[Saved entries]
****************

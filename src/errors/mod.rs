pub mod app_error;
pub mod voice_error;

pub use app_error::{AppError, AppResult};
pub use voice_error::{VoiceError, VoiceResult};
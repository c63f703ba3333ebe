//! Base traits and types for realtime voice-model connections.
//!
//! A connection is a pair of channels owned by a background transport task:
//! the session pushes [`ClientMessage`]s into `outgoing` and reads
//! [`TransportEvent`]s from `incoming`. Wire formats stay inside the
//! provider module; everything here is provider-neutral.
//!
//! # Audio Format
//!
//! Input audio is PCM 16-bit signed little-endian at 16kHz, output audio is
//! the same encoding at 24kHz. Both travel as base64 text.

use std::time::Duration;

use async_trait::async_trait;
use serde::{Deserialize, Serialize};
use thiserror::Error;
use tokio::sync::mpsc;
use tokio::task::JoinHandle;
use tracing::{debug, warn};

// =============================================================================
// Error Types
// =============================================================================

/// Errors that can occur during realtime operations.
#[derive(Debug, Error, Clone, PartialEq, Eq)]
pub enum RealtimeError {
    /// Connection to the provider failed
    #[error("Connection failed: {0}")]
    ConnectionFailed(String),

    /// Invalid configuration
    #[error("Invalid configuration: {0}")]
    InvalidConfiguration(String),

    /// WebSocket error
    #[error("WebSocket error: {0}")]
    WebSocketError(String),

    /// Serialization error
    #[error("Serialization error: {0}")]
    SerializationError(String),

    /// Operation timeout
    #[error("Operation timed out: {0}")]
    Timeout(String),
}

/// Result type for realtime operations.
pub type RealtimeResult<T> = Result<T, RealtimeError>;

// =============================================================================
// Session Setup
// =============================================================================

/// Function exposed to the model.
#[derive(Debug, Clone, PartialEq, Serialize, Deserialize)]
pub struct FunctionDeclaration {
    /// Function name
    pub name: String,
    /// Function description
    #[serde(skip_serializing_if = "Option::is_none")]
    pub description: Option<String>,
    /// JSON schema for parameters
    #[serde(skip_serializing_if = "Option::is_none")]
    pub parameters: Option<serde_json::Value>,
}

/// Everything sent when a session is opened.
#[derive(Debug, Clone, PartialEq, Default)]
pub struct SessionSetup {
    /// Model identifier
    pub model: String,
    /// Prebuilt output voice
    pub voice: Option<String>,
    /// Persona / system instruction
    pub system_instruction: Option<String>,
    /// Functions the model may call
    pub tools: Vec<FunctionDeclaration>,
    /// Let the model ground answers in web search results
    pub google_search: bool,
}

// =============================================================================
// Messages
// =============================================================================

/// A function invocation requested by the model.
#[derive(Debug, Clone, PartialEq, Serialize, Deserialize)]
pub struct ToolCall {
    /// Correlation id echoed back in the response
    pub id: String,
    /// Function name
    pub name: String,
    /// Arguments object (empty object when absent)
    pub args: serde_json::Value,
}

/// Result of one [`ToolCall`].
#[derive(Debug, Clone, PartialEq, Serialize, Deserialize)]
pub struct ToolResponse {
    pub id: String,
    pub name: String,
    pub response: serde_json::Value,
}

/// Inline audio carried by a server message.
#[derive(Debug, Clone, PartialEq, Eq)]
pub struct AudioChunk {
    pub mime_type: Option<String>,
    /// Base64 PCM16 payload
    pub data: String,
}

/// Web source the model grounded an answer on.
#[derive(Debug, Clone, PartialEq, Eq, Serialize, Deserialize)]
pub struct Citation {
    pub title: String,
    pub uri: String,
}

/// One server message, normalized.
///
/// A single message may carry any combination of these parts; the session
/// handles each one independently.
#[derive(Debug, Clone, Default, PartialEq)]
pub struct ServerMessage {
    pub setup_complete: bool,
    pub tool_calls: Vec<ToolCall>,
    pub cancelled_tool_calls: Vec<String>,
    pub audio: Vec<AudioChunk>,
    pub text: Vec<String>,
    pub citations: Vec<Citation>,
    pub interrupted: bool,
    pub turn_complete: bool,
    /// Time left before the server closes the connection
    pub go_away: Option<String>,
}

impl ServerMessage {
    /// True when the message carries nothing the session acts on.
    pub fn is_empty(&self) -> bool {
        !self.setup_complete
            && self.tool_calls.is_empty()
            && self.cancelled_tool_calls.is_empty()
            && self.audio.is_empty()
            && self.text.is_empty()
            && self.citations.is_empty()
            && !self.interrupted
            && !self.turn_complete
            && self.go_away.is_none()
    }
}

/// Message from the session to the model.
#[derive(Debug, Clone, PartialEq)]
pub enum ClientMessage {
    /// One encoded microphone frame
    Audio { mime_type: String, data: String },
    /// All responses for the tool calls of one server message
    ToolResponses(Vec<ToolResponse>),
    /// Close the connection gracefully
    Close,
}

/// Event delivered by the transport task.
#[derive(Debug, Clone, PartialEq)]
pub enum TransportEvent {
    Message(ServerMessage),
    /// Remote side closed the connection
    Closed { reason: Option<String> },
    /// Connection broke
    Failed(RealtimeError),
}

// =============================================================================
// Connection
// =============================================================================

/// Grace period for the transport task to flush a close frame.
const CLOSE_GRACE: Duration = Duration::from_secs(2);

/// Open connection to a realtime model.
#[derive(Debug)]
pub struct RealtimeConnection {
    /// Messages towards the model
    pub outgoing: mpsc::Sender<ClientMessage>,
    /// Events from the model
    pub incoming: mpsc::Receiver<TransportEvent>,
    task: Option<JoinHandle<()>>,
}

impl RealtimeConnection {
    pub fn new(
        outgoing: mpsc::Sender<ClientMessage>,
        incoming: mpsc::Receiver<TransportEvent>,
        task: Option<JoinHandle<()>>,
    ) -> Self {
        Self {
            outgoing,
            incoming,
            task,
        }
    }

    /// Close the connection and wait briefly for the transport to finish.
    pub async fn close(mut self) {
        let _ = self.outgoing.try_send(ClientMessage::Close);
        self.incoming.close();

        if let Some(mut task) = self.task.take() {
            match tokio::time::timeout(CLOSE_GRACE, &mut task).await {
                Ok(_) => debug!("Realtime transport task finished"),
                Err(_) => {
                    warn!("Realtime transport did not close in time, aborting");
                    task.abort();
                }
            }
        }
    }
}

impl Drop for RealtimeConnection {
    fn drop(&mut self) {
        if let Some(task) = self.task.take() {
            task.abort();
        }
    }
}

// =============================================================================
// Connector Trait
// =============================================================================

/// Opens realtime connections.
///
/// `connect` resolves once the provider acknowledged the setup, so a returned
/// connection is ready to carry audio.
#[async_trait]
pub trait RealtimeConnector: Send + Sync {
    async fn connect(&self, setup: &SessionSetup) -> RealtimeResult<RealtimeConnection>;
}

****************

▶ [Brief]: The lines above, from the first through the one containing "use tokio::task::JoinHandle;", must be restated word for word, with nothing added.

▶ [Task answer]:
filename src/errors/mod.rs
pub mod app_error;
pub mod voice_error;

pub use app_error::{AppError, AppResult};
pub use voice_error::{VoiceError, VoiceResult};
repository c63f703ba3333ebe
//! Base traits and types for realtime voice-model connections.
//!
//! A connection is a pair of channels owned by a background transport task:
//! the session pushes [`ClientMessage`]s into `outgoing` and reads
//! [`TransportEvent`]s from `incoming`. Wire formats stay inside the
//! provider module; everything here is provider-neutral.
//!
//! # Audio Format
//!
//! Input audio is PCM 16-bit signed little-endian at 16kHz, output audio is
//! the same encoding at 24kHz. Both travel as base64 text.

use std::time::Duration;

use async_trait::async_trait;
use serde::{Deserialize, Serialize};
use thiserror::Error;
use tokio::sync::mpsc;
use tokio::task::JoinHandle;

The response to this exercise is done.